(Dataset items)
○ ○ ○ ○
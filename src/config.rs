//! Application-level configuration constants.

// Backend
pub const API_BASE: &str = match option_env!("SCRAPER_API_BASE") {
    Some(base) => base,
    None => "",
};
pub const SELECTOR_OPTIONS_PATH: &str = "/api/selector-options";
pub const SESSION_DATA_PATH: &str = "/api/data";
pub const EXPORT_PATH: &str = "/export";
pub const SCRAPE_ACTION: &str = "/scrape";
pub const SEARCH_ACTION: &str = "/search";
pub const SESSION_QUERY_PARAM: &str = "session";

// Durable storage
pub const PREFERRED_VIEW_KEY: &str = "preferred_view";

// UI timings (milliseconds)
pub const ALERT_TIMEOUT_MS: f64 = 5_000.0;
pub const ALERT_FADE_MS: f64 = 150.0;
pub const COPY_RESET_MS: u32 = 2_000;
pub const PREVIEW_SUBMIT_DELAY_MS: u32 = 1_200;

// Busy overlay messages
pub const DEFAULT_BUSY_MESSAGE: &str = "Loading...";
pub const ANALYZING_BUSY_MESSAGE: &str =
    "Analyzing page structure and identifying important elements...";
pub const ANALYZE_BUTTON_BUSY_MESSAGE: &str = "Analyzing webpage structure...";
pub const SUBMIT_BUSY_MESSAGE: &str = "Processing website data...";

// Dropdown placeholders
pub const SENTINEL_LABEL: &str = "-- Select from recommended options --";
pub const LOADING_PLACEHOLDER: &str = "Analyzing page structure...";
pub const MANUAL_ENTRY_PLACEHOLDER: &str = "Select manually or try another URL";
pub const FETCH_ERROR_PLACEHOLDER: &str = "Error analyzing page";
pub const ROBOTS_LABEL: &str = "Analyze robots.txt rules";
pub const ROBOTS_VALUE: &str = "analyze";

// Notifications
pub const ANALYSIS_COMPLETE_MESSAGE: &str = "Page analysis complete! Smart selector options loaded.";
pub const ANALYSIS_FAILED_MESSAGE: &str = "Failed to analyze page structure";
pub const ANALYSIS_ERROR_MESSAGE: &str = "Failed to analyze page structure. Please try again.";
pub const CLIPBOARD_FAILED_MESSAGE: &str = "Failed to copy to clipboard";
pub const CHART_ERROR_MESSAGE: &str = "Error loading charts. Please try again later.";

// Fallback option lists
pub const DEFAULT_IMAGE_OPTIONS: [&str; 4] =
    ["All Images", "Large Images Only", "Product Images", "Banner Images"];
pub const DEFAULT_LINK_OPTIONS: [&str; 5] = [
    "All Links",
    "Internal Links",
    "External Links",
    "Navigation Links",
    "Footer Links",
];
pub const META_OPTIONS: [&str; 5] = [
    "All Meta Tags",
    "Title & Description",
    "Keywords",
    "Open Graph Data",
    "Twitter Cards",
];

// Charts
pub const CHART_PALETTE: [&str; 7] = [
    "rgba(54, 162, 235, 0.6)",
    "rgba(255, 99, 132, 0.6)",
    "rgba(255, 206, 86, 0.6)",
    "rgba(75, 192, 192, 0.6)",
    "rgba(153, 102, 255, 0.6)",
    "rgba(255, 159, 64, 0.6)",
    "rgba(199, 199, 199, 0.6)",
];
pub const ELEMENT_TYPE_CANVAS: &str = "element_type_chart";
pub const CONTENT_LENGTH_CANVAS: &str = "content_length_chart";
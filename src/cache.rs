//! Session-scoped cache for selector options.
//!
//! A fresh [`SessionCache`] is built for every page load and shared between
//! the options client and the form controller. Each request takes a
//! [`RequestTicket`] carrying a generation number; only the completion of the
//! latest issued ticket may touch the cache, so overlapping fetches resolve
//! deterministically instead of last-write-wins.

use crate::SelectorOptions;
use std::rc::Rc;

/// Handle for one in-flight selector-options request.
#[derive(Debug, Clone, PartialEq, Eq)]
pub struct RequestTicket {
    generation: u64,
    url: String,
}

impl RequestTicket {
    pub fn generation(&self) -> u64 {
        self.generation
    }

    pub fn url(&self) -> &str {
        &self.url
    }
}

#[derive(Debug, Default)]
pub struct SessionCache {
    issued: u64,
    pending: Option<u64>,
    options: Option<Rc<SelectorOptions>>,
    source_url: Option<String>,
}

impl SessionCache {
    pub fn new() -> Self {
        Self::default()
    }

    /// Start a new request, superseding any that is still pending.
    pub fn issue(&mut self, url: &str) -> RequestTicket {
        self.issued += 1;
        self.pending = Some(self.issued);
        RequestTicket {
            generation: self.issued,
            url: url.to_string(),
        }
    }

    pub fn is_latest(&self, ticket: &RequestTicket) -> bool {
        ticket.generation == self.issued
    }

    /// True while the latest issued request has not completed.
    pub fn is_loading(&self) -> bool {
        self.pending.is_some()
    }

    /// Record a successful response. Returns the cached value, or `None` when
    /// the ticket was superseded and the response was discarded.
    pub fn store(
        &mut self,
        ticket: &RequestTicket,
        options: SelectorOptions,
    ) -> Option<Rc<SelectorOptions>> {
        if !self.settle(ticket) {
            return None;
        }
        let options = Rc::new(options);
        self.options = Some(options.clone());
        self.source_url = Some(ticket.url.clone());
        Some(options)
    }

    /// Mark the latest request as finished without changing the cached value.
    /// Returns false for a superseded ticket.
    pub fn settle(&mut self, ticket: &RequestTicket) -> bool {
        if !self.is_latest(ticket) {
            return false;
        }
        self.pending = None;
        true
    }

    pub fn current(&self) -> Option<Rc<SelectorOptions>> {
        self.options.clone()
    }

    /// URL whose fetch produced the cached options.
    pub fn source_url(&self) -> Option<&str> {
        self.source_url.as_deref()
    }
}
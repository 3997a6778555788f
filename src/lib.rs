//! Browser-side UI core for the web scraper.
//!
//! Everything in this library is headless: the page session, the selector
//! dropdown model, notifications and the view preference are plain Rust state
//! that the Yew front-end in `main.rs` renders and drives. Network and storage
//! sit behind the [`api::Backend`] and [`view::PreferenceStorage`] traits so the
//! whole cycle can be exercised without a live page.

use serde::{Deserialize, Deserializer, Serialize};
use std::fmt;

pub mod api;
pub mod cache;
pub mod client;
pub mod config;
pub mod dropdown;
pub mod error;
pub mod events;
pub mod feedback;
pub mod session;
pub mod utils;
pub mod view;
pub mod visualization;

pub use error::{UiError, ValidationError};

/// One of the fixed extraction modes offered by the scrape form.
#[derive(Debug, Clone, Copy, PartialEq, Eq, Hash, Default, Serialize, Deserialize)]
#[serde(rename_all = "lowercase")]
pub enum SelectorCategory {
    #[default]
    Tag,
    Class,
    Id,
    Css,
    Images,
    Links,
    Robots,
    Meta,
}

impl SelectorCategory {
    pub const ALL: [SelectorCategory; 8] = [
        SelectorCategory::Tag,
        SelectorCategory::Class,
        SelectorCategory::Id,
        SelectorCategory::Css,
        SelectorCategory::Images,
        SelectorCategory::Links,
        SelectorCategory::Robots,
        SelectorCategory::Meta,
    ];

    /// Form value, as posted in `selector_type`.
    pub fn as_str(self) -> &'static str {
        match self {
            SelectorCategory::Tag => "tag",
            SelectorCategory::Class => "class",
            SelectorCategory::Id => "id",
            SelectorCategory::Css => "css",
            SelectorCategory::Images => "images",
            SelectorCategory::Links => "links",
            SelectorCategory::Robots => "robots",
            SelectorCategory::Meta => "meta",
        }
    }

    /// Human label shown in the selector type dropdown.
    pub fn label(self) -> &'static str {
        match self {
            SelectorCategory::Tag => "HTML Tag",
            SelectorCategory::Class => "CSS Class",
            SelectorCategory::Id => "Element ID",
            SelectorCategory::Css => "CSS Selector",
            SelectorCategory::Images => "Images",
            SelectorCategory::Links => "Links",
            SelectorCategory::Robots => "Robots.txt",
            SelectorCategory::Meta => "Meta Information",
        }
    }

    /// Noun used in "Recommended ..." group labels and empty-state messages.
    pub fn description(self) -> &'static str {
        match self {
            SelectorCategory::Tag => "HTML Tags",
            SelectorCategory::Class => "CSS Classes",
            SelectorCategory::Id => "Element IDs",
            SelectorCategory::Css => "CSS Selectors",
            SelectorCategory::Images => "Image Types",
            SelectorCategory::Links => "Link Types",
            SelectorCategory::Robots => "Robots Rules",
            SelectorCategory::Meta => "Meta Information",
        }
    }
}

impl fmt::Display for SelectorCategory {
    fn fmt(&self, f: &mut fmt::Formatter<'_>) -> fmt::Result {
        f.write_str(self.as_str())
    }
}

impl std::str::FromStr for SelectorCategory {
    type Err = ValidationError;

    fn from_str(s: &str) -> Result<Self, Self::Err> {
        SelectorCategory::ALL
            .into_iter()
            .find(|c| c.as_str() == s.trim())
            .ok_or_else(|| ValidationError::UnknownCategory(s.to_string()))
    }
}

/// Page-structure metadata returned by the backend for one URL.
///
/// Missing keys decode as empty lists. Once stored in the session cache the
/// value is shared behind an `Rc` and never mutated.
#[derive(Debug, Clone, Default, PartialEq, Eq, Serialize, Deserialize)]
pub struct SelectorOptions {
    #[serde(default, deserialize_with = "null_as_empty")]
    pub tags: Vec<String>,
    #[serde(default, deserialize_with = "null_as_empty")]
    pub classes: Vec<String>,
    #[serde(default, deserialize_with = "null_as_empty")]
    pub ids: Vec<String>,
    #[serde(default, deserialize_with = "null_as_empty")]
    pub css: Vec<String>,
    #[serde(default, deserialize_with = "null_as_empty")]
    pub images: Vec<String>,
    #[serde(default, deserialize_with = "null_as_empty")]
    pub links: Vec<String>,
}

// The backend may send `null` for a category it found nothing for.
fn null_as_empty<'de, D>(deserializer: D) -> Result<Vec<String>, D::Error>
where
    D: Deserializer<'de>,
{
    Ok(Option::<Vec<String>>::deserialize(deserializer)?.unwrap_or_default())
}

impl SelectorOptions {
    /// Labels discovered for `category`. `robots` and `meta` are never
    /// reported by the backend and always come back empty.
    pub fn values(&self, category: SelectorCategory) -> &[String] {
        match category {
            SelectorCategory::Tag => &self.tags,
            SelectorCategory::Class => &self.classes,
            SelectorCategory::Id => &self.ids,
            SelectorCategory::Css => &self.css,
            SelectorCategory::Images => &self.images,
            SelectorCategory::Links => &self.links,
            SelectorCategory::Robots | SelectorCategory::Meta => &[],
        }
    }
}

/// Display mode of the scraped-items page.
#[derive(Debug, Clone, Copy, PartialEq, Eq, Default, Serialize, Deserialize)]
#[serde(rename_all = "lowercase")]
pub enum ViewPreference {
    #[default]
    Table,
    Card,
}

impl ViewPreference {
    pub fn as_str(self) -> &'static str {
        match self {
            ViewPreference::Table => "table",
            ViewPreference::Card => "card",
        }
    }

    /// Parse a stored value. Anything unrecognized falls back to `Table`.
    pub fn from_stored(value: Option<&str>) -> Self {
        match value.map(str::trim) {
            Some("card") => ViewPreference::Card,
            _ => ViewPreference::Table,
        }
    }
}

/// Severity of a notification, mapped onto `alert-<severity>` classes.
#[derive(Debug, Clone, Copy, PartialEq, Eq)]
pub enum Severity {
    Info,
    Success,
    Warning,
    Danger,
}

impl Severity {
    pub fn as_str(self) -> &'static str {
        match self {
            Severity::Info => "info",
            Severity::Success => "success",
            Severity::Warning => "warning",
            Severity::Danger => "danger",
        }
    }
}

/// The user's current extraction intent, as read from the live form.
#[derive(Debug, Clone, Default, PartialEq, Eq)]
pub struct SelectorSelection {
    pub selector_type: SelectorCategory,
    pub selector_value: String,
    pub url: String,
}
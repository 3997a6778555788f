//! Per-page-load wiring of the UI controllers.
//!
//! A [`PageSession`] owns the session cache, the controllers and the event
//! emitter they report through. It is constructed once per page load; nothing
//! here is global.

use crate::api::Backend;
use crate::cache::SessionCache;
use crate::client::{FetchOutcome, SelectorOptionsClient};
use crate::config::{ANALYZE_BUTTON_BUSY_MESSAGE, SUBMIT_BUSY_MESSAGE};
use crate::dropdown::SelectorFormController;
use crate::error::{UiError, ValidationError};
use crate::events::{EventEmitter, PageEvent};
use crate::feedback::FeedbackController;
use crate::utils::{check_analyze, check_preview, check_submission};
use crate::{SelectorCategory, Severity};
use log::debug;
use std::cell::RefCell;
use std::rc::Rc;

pub struct PageSession<B> {
    events: EventEmitter<PageEvent>,
    cache: Rc<RefCell<SessionCache>>,
    form: SelectorFormController,
    feedback: FeedbackController,
    client: SelectorOptionsClient<B>,
}

impl<B> Clone for PageSession<B> {
    fn clone(&self) -> Self {
        Self {
            events: self.events.clone(),
            cache: self.cache.clone(),
            form: self.form.clone(),
            feedback: self.feedback.clone(),
            client: self.client.clone(),
        }
    }
}

impl<B> PartialEq for PageSession<B> {
    fn eq(&self, other: &Self) -> bool {
        Rc::ptr_eq(&self.cache, &other.cache)
    }
}

impl<B: Backend> PageSession<B> {
    pub fn new(backend: B) -> Self {
        let events = EventEmitter::new();
        let cache = Rc::new(RefCell::new(SessionCache::new()));
        let form = SelectorFormController::new(cache.clone(), events.clone());
        let feedback = FeedbackController::new(events.clone());
        let client =
            SelectorOptionsClient::new(Rc::new(backend), cache.clone(), form.clone(), feedback.clone());
        Self {
            events,
            cache,
            form,
            feedback,
            client,
        }
    }

    pub fn events(&self) -> &EventEmitter<PageEvent> {
        &self.events
    }

    pub fn form(&self) -> &SelectorFormController {
        &self.form
    }

    pub fn feedback(&self) -> &FeedbackController {
        &self.feedback
    }

    pub fn client(&self) -> &SelectorOptionsClient<B> {
        &self.client
    }

    pub fn cache(&self) -> std::cell::Ref<'_, SessionCache> {
        self.cache.borrow()
    }

    /// URL field `change`: validate, then fetch options for a non-empty valid
    /// URL. Returns `None` when no fetch was started.
    pub async fn on_url_change(&self, url: &str) -> Option<FetchOutcome> {
        if !self.form.set_url(url) || url.is_empty() {
            return None;
        }
        Some(self.client.fetch_options(url).await)
    }

    /// "Analyze URL" button.
    pub async fn on_analyze(&self, url: &str) -> Result<FetchOutcome, UiError> {
        self.form.set_url(url);
        if let Err(e) = check_analyze(url) {
            self.report(&e);
            return Err(e.into());
        }
        self.feedback.set_busy(true, Some(ANALYZE_BUTTON_BUSY_MESSAGE));
        Ok(self.client.fetch_options(url).await)
    }

    pub fn on_type_change(&self, category: SelectorCategory) {
        self.form.on_type_change(category);
    }

    /// Scrape form submit. On success the overlay is already showing when
    /// this returns, so the caller can let the submit proceed.
    pub fn on_submit(&self) -> Result<(), ValidationError> {
        let selection = self.form.selection();
        self.form.set_url(&selection.url);
        if let Err(e) = check_submission(&selection) {
            self.report(&e);
            return Err(e);
        }
        self.feedback.set_busy(true, Some(SUBMIT_BUSY_MESSAGE));
        Ok(())
    }

    /// Preview button: validate, announce the extraction and show the
    /// overlay. The caller submits the form after a short delay.
    pub fn on_preview(&self) -> Result<(), ValidationError> {
        let selection = self.form.selection();
        if let Err(e) = check_preview(&selection) {
            self.report(&e);
            return Err(e);
        }
        let busy = format!(
            "Extracting data using {}: \"{}\"...",
            selection.selector_type, selection.selector_value
        );
        self.feedback.set_busy(true, Some(&busy));
        self.feedback.notify(
            format!(
                "Initiating data extraction with {}: \"{}\"",
                selection.selector_type, selection.selector_value
            ),
            Severity::Info,
        );
        Ok(())
    }

    fn report(&self, e: &ValidationError) {
        debug!("form check failed: {e}");
        self.feedback.notify(e.to_string(), e.severity());
    }
}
○ ○ ○ ○
TASK:
Provide the count of lines holding the word "FetchOutcome" in these entries, and no other words.

ANSWER SPACE:
3